▶ PROBLEM: Going line by line through the entries below, note each one with "bootstrap", then report how many there are and nothing else.
[[ SOURCE INFORMATION open ]]
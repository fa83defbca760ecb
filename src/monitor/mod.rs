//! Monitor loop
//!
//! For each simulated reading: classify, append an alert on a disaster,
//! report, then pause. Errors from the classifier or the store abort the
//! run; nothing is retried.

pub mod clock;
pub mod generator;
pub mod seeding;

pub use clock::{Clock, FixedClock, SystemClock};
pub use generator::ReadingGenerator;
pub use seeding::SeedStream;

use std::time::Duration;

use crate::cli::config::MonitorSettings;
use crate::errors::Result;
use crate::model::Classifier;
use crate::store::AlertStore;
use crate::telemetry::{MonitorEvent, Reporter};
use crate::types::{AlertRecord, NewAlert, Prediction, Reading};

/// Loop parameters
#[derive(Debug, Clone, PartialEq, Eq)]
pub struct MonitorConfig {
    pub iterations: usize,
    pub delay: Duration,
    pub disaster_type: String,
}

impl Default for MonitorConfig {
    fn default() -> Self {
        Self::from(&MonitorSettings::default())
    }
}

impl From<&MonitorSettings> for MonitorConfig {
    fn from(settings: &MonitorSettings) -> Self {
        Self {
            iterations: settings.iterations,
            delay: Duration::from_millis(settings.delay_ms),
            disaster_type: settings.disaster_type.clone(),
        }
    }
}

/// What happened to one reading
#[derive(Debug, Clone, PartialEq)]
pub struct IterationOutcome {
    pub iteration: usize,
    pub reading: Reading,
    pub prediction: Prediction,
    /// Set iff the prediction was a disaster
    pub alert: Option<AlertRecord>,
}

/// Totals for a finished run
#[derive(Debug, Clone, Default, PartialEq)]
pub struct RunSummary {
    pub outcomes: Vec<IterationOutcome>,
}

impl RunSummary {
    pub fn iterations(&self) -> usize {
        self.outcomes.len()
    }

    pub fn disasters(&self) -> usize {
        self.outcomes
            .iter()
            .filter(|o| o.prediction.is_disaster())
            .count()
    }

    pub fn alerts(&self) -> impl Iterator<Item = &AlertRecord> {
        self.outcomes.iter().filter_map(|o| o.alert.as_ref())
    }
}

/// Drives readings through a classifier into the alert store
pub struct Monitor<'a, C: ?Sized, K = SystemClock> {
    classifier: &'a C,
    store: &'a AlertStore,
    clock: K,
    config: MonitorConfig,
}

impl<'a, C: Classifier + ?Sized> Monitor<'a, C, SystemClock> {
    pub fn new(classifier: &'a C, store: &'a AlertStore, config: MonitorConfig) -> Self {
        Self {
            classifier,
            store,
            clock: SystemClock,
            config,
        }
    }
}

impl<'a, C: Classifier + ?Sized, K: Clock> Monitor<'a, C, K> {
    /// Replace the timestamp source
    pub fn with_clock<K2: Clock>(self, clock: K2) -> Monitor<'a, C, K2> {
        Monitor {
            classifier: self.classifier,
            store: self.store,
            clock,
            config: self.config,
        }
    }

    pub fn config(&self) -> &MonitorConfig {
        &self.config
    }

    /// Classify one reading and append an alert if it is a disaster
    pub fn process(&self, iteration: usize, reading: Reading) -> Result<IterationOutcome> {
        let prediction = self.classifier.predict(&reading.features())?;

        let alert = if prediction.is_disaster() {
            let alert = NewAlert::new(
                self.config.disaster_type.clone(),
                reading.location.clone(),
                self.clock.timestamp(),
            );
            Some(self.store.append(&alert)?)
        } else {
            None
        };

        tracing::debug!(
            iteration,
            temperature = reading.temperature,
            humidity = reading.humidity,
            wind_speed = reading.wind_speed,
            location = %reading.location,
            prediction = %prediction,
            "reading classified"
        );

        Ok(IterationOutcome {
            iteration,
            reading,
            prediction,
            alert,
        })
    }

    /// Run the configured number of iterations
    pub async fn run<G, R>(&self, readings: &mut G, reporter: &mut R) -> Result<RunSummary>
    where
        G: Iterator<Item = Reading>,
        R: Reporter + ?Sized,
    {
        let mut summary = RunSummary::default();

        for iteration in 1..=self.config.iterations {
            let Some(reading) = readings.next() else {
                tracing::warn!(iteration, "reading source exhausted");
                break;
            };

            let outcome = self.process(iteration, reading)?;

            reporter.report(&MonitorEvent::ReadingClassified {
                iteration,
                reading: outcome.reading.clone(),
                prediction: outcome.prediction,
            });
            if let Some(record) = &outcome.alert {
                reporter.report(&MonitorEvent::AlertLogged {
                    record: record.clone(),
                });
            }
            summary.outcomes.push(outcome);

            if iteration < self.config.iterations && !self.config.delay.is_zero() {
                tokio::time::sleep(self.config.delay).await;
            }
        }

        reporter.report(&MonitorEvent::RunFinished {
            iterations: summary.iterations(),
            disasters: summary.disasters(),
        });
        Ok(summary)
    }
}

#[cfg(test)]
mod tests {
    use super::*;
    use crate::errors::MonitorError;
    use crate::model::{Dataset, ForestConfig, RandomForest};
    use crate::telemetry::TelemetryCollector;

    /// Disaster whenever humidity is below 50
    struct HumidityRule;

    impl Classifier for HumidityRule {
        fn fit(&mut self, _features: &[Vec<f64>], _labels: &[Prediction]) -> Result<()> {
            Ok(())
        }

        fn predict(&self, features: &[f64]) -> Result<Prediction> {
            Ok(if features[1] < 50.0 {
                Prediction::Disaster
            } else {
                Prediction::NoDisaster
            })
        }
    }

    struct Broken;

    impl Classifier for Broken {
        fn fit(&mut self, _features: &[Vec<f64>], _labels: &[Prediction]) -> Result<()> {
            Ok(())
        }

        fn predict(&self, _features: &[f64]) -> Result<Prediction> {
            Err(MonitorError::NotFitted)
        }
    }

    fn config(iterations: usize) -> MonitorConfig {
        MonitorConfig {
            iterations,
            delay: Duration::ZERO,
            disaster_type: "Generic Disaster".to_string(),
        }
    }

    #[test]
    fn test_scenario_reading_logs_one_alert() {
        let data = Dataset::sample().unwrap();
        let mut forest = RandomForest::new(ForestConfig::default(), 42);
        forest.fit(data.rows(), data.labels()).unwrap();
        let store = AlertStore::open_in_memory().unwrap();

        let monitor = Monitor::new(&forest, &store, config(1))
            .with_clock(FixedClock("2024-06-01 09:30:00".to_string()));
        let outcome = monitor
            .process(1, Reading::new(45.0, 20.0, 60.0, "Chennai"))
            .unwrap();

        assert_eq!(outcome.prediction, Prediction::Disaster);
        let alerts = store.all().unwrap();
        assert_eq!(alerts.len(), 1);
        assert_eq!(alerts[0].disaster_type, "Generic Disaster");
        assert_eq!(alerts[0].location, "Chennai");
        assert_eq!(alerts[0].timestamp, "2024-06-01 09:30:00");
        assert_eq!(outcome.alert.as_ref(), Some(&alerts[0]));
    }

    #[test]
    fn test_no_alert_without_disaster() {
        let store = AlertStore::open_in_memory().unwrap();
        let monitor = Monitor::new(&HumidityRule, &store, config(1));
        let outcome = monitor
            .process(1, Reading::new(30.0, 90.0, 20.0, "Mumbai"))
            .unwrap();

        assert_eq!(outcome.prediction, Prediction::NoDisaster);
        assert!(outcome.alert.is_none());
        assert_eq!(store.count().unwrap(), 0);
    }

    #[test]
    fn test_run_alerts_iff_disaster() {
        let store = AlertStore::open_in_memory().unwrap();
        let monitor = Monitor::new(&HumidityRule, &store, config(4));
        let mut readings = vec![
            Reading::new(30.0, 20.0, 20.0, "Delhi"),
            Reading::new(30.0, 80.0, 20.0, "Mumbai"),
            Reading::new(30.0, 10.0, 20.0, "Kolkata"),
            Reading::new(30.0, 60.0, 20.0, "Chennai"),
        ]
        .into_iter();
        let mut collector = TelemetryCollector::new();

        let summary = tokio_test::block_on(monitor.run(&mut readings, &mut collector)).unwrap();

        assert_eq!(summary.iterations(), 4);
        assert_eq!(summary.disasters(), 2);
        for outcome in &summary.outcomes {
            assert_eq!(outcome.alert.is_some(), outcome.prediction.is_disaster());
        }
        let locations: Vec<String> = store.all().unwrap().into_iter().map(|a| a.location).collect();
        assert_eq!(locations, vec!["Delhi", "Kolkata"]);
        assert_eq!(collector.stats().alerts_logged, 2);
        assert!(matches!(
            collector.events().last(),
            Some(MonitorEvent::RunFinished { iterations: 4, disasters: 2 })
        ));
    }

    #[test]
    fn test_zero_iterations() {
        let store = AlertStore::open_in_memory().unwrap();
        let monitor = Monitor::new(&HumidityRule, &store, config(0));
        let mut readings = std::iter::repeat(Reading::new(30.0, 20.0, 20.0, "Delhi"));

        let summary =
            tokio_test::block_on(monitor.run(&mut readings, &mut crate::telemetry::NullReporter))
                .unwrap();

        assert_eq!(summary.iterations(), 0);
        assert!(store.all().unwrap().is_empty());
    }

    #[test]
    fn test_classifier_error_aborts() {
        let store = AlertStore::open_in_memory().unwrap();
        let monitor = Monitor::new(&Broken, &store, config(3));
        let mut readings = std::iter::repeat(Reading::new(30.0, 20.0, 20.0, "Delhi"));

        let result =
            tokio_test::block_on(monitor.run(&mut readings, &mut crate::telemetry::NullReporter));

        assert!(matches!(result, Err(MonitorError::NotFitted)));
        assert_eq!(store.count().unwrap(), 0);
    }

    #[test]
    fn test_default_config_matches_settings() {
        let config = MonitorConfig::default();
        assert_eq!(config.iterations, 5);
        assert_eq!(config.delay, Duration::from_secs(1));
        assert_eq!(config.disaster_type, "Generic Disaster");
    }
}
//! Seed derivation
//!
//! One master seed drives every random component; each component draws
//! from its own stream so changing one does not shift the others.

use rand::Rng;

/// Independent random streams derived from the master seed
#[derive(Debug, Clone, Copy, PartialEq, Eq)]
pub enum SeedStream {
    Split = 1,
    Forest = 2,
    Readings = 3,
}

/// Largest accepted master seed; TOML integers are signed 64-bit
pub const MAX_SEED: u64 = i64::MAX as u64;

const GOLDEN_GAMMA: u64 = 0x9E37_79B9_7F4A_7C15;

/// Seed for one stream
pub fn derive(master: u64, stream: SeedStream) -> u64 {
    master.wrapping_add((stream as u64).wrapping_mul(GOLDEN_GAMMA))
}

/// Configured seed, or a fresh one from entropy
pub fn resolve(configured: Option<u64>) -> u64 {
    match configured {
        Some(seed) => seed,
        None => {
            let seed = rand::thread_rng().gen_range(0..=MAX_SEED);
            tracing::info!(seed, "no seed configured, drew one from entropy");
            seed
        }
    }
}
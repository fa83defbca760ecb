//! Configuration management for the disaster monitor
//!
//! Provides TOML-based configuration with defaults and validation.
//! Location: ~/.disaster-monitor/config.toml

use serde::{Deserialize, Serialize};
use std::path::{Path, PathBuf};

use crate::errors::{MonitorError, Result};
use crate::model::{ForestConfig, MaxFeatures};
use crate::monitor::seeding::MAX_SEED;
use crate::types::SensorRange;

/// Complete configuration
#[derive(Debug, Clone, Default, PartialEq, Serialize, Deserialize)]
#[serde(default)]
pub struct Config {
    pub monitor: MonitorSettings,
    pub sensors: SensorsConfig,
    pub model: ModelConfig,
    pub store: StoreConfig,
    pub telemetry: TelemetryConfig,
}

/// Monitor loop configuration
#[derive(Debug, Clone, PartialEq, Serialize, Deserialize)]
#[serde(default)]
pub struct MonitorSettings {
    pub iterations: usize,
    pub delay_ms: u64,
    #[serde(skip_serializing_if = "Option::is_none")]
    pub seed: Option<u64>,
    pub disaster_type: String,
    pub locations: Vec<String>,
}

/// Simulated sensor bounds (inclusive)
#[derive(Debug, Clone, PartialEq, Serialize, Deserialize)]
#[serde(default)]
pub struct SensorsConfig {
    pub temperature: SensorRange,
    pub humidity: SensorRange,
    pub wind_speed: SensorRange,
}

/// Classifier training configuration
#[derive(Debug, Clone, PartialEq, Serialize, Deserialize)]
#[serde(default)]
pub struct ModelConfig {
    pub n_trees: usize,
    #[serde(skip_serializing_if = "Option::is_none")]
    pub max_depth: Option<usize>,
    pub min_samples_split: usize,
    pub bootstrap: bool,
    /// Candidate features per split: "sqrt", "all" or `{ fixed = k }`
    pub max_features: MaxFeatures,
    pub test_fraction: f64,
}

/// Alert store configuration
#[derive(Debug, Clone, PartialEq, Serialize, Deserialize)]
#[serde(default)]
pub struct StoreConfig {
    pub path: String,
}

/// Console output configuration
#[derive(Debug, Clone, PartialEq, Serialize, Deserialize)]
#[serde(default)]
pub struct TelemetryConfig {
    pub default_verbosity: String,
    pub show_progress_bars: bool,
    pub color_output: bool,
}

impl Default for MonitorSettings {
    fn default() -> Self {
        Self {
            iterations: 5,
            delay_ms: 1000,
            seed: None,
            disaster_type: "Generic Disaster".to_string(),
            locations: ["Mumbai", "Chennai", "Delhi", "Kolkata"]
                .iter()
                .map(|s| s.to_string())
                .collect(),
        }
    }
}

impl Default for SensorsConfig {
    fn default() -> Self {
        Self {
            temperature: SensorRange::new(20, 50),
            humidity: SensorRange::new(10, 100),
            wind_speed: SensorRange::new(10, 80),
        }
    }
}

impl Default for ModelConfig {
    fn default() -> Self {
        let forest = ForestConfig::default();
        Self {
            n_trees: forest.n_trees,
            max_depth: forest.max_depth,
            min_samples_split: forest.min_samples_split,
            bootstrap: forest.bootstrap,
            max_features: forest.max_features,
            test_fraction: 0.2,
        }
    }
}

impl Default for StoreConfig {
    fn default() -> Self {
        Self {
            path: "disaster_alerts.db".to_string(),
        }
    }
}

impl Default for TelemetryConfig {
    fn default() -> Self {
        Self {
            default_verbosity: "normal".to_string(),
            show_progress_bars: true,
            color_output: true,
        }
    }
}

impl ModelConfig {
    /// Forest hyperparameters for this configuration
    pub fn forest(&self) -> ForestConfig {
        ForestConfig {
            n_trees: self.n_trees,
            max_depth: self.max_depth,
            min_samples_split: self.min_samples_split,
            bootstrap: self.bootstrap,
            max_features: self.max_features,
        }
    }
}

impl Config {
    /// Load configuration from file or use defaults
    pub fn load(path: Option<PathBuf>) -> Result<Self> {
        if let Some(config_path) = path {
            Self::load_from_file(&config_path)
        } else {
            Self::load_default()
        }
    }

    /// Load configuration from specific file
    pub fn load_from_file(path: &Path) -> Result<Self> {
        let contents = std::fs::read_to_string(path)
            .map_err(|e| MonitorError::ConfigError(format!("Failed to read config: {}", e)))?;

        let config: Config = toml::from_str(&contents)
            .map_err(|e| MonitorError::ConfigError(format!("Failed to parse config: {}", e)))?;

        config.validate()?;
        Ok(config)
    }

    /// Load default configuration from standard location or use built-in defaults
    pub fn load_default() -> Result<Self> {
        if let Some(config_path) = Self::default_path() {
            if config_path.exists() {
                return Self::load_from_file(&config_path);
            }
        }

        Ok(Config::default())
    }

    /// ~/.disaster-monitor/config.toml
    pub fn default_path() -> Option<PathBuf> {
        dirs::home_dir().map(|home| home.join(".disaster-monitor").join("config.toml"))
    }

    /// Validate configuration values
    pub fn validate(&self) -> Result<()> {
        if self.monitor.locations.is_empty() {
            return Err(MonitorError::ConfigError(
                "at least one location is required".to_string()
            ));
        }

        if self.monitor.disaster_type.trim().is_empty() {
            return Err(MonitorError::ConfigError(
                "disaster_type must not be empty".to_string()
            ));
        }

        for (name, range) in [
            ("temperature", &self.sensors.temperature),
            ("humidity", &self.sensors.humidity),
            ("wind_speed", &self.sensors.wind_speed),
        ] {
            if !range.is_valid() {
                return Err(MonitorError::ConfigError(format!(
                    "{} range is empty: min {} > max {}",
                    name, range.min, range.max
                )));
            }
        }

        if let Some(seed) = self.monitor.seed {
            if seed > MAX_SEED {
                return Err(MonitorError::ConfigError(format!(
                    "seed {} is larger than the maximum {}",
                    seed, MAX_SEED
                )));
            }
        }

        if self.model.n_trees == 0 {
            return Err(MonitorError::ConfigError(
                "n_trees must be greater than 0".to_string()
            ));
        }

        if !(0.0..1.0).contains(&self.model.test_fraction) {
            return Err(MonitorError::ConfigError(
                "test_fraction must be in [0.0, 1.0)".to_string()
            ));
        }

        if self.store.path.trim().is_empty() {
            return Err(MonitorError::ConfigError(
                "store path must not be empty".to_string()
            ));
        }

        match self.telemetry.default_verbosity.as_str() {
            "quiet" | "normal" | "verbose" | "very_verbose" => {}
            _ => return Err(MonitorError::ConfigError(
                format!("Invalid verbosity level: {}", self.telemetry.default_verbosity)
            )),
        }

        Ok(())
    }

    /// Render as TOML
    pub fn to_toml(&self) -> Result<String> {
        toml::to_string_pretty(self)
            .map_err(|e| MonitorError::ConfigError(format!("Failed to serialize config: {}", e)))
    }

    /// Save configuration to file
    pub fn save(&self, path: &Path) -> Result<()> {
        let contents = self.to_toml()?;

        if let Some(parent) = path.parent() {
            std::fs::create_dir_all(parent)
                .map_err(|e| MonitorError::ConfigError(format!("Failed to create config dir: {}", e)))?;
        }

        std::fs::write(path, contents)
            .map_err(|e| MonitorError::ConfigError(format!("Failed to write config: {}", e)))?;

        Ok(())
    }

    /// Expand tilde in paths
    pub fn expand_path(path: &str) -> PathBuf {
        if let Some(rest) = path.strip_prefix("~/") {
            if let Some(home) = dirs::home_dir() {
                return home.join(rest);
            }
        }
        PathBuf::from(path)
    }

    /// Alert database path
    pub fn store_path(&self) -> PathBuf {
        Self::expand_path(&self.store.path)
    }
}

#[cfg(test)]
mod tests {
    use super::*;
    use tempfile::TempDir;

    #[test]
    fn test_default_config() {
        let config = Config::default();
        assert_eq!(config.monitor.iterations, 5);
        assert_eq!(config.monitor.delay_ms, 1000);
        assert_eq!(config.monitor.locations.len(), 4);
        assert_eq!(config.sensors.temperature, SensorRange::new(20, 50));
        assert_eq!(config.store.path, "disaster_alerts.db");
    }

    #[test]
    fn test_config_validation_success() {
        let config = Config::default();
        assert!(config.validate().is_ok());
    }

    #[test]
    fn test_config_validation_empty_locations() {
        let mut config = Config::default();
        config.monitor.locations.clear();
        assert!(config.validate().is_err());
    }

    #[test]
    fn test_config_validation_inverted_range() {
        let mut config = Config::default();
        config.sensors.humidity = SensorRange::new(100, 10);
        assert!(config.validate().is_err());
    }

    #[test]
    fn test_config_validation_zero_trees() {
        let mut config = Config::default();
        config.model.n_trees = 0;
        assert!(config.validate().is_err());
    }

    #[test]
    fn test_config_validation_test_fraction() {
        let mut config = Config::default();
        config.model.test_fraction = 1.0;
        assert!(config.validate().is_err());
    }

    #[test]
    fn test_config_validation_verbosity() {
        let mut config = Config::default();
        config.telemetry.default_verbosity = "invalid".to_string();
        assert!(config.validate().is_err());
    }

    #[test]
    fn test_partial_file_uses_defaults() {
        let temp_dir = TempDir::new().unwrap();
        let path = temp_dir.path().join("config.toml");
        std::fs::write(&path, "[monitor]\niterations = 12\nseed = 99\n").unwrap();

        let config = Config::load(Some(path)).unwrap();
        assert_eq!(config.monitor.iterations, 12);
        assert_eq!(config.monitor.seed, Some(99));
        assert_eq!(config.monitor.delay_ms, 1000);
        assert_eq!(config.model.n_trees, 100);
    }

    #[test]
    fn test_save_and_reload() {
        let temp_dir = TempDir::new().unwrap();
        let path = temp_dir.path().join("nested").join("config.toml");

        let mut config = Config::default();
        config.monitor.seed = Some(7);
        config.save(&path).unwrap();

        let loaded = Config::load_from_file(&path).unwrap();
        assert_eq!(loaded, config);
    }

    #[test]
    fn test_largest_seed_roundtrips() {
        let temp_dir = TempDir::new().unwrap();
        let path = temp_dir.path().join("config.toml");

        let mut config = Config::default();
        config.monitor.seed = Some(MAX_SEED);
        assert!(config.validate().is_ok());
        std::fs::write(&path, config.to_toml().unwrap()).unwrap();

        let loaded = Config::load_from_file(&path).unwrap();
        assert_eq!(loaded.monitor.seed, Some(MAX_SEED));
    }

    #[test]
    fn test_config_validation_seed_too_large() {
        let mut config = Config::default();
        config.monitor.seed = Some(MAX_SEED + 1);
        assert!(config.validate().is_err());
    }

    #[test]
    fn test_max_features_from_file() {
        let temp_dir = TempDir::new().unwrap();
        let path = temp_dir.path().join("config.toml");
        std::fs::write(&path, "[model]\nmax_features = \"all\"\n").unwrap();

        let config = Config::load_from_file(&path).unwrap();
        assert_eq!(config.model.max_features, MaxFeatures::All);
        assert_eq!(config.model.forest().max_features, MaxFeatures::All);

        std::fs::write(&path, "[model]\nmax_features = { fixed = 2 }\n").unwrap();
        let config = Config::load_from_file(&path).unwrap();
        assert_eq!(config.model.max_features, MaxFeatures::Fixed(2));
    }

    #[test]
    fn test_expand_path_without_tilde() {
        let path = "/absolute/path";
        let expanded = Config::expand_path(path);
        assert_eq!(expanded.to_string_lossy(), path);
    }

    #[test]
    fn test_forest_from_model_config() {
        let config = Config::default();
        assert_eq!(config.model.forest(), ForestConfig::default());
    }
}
[[ SOURCE INFORMATION closed ]]
▶ RESULT OF THE EXERCISE: 3